▶ Instructions to follow
Search the data for "Disposition". Return each matching line.

▶ Data section
== == ==

//! # Server Transaction
//!
//! Owns one inbound request: absorbs request retransmissions by replaying
//! the last response sent, and lingers after the final response so late
//! retransmissions still get answered instead of spawning a new
//! transaction.

use std::sync::Arc;

use parking_lot::Mutex;
use tokio::sync::mpsc;
use tracing::debug;

use sipline_sip_core::{Message, Method, Request, Response};

use crate::errors::{DialogError, DialogResult};
use crate::transport::SipTransport;

use super::client::Disposition;
use super::manager::{TimerFired, TimerKind};
use super::timer::{TimerHandle, TimerManager, TimerSettings};
use super::{TransactionKey, TransactionKind, TransactionState};

/// A single in-flight server transaction.
pub struct ServerTransaction {
    key: TransactionKey,
    kind: TransactionKind,
    request: Request,
    reliable: bool,
    settings: TimerSettings,
    transport: Arc<dyn SipTransport>,
    timers: Arc<TimerManager>,
    timer_tx: mpsc::UnboundedSender<TimerFired>,

    state: Mutex<TransactionState>,
    last_response: Mutex<Option<Response>>,
    linger_timer: Mutex<Option<Arc<TimerHandle>>>,
}

impl ServerTransaction {
    pub(crate) fn new(
        request: Request,
        transport: Arc<dyn SipTransport>,
        timers: Arc<TimerManager>,
        settings: TimerSettings,
        timer_tx: mpsc::UnboundedSender<TimerFired>,
    ) -> Arc<Self> {
        let key = TransactionKey::server(&request);
        let kind = if request.method.is_invite() {
            TransactionKind::InviteServer
        } else {
            TransactionKind::NonInviteServer
        };
        let reliable = transport.is_reliable();
        Arc::new(ServerTransaction {
            key,
            kind,
            request,
            reliable,
            settings,
            transport,
            timers,
            timer_tx,
            state: Mutex::new(TransactionState::Calling),
            last_response: Mutex::new(None),
            linger_timer: Mutex::new(None),
        })
    }

    pub fn key(&self) -> &TransactionKey {
        &self.key
    }

    pub fn state(&self) -> TransactionState {
        *self.state.lock()
    }

    /// The request that created this transaction.
    pub fn request(&self) -> &Request {
        &self.request
    }

    /// Send a response through this transaction. Provisional responses may
    /// be followed by more responses; a final response completes the
    /// transaction.
    pub(crate) async fn respond(&self, response: Response) -> DialogResult<Disposition> {
        {
            let state = self.state.lock();
            if matches!(*state, TransactionState::Completed | TransactionState::Terminated) {
                return Err(DialogError::protocol_error("transaction already completed"));
            }
        }

        let is_final = response.status.is_final();
        self.transport
            .send_message(Message::Response(response.clone()))
            .await
            .map_err(|e| DialogError::protocol_error(&format!("response send failed: {e}")))?;
        *self.last_response.lock() = Some(response);

        if !is_final {
            *self.state.lock() = TransactionState::Proceeding;
            return Ok(Disposition::Keep);
        }

        if self.reliable {
            *self.state.lock() = TransactionState::Terminated;
            Ok(Disposition::Remove)
        } else {
            *self.state.lock() = TransactionState::Completed;
            self.arm_linger();
            Ok(Disposition::Keep)
        }
    }

    /// A request matched this transaction's key after creation: either a
    /// retransmission of the original, or the ACK closing an INVITE
    /// transaction.
    pub(crate) async fn on_request(&self, request: &Request) -> Disposition {
        if request.method == Method::Ack && self.kind.is_invite() {
            // ACK for our final response: stop replaying it.
            self.cancel_linger();
            *self.state.lock() = TransactionState::Terminated;
            return Disposition::Remove;
        }

        let cached = self.last_response.lock().clone();
        match cached {
            Some(response) => {
                debug!(key = %self.key, "retransmitted request, replaying last response");
                if let Err(e) = self.transport.send_message(Message::Response(response)).await {
                    debug!(key = %self.key, "replay send failed: {}", e);
                }
            }
            None => debug!(key = %self.key, "retransmitted request before any response, absorbing"),
        }
        Disposition::Keep
    }

    pub(crate) async fn on_timer(&self, kind: TimerKind) -> Disposition {
        match kind {
            TimerKind::Linger => {
                *self.state.lock() = TransactionState::Terminated;
                Disposition::Remove
            }
            // Server transactions only arm the linger timer.
            TimerKind::Retransmit | TimerKind::Timeout => Disposition::Keep,
        }
    }

    /// Stop timers. Idempotent.
    pub(crate) fn halt(&self) {
        self.cancel_linger();
        *self.state.lock() = TransactionState::Terminated;
    }

    fn arm_linger(&self) {
        let timer_tx = self.timer_tx.clone();
        let key = self.key.clone();
        let handle = self.timers.schedule(self.settings.linger, move || {
            let _ = timer_tx.send(TimerFired { key, kind: TimerKind::Linger });
        });
        if let Some(old) = self.linger_timer.lock().replace(handle) {
            old.cancel();
        }
    }

    fn cancel_linger(&self) {
        if let Some(handle) = self.linger_timer.lock().take() {
            handle.cancel();
        }
    }
}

== == ==

▶ Your solution
use super::client::Disposition;
    pub(crate) async fn respond(&self, response: Response) -> DialogResult<Disposition> {
            return Ok(Disposition::Keep);
            Ok(Disposition::Remove)
            Ok(Disposition::Keep)
    pub(crate) async fn on_request(&self, request: &Request) -> Disposition {
            return Disposition::Remove;
        Disposition::Keep
    pub(crate) async fn on_timer(&self, kind: TimerKind) -> Disposition {
                Disposition::Remove
            TimerKind::Retransmit | TimerKind::Timeout => Disposition::Keep,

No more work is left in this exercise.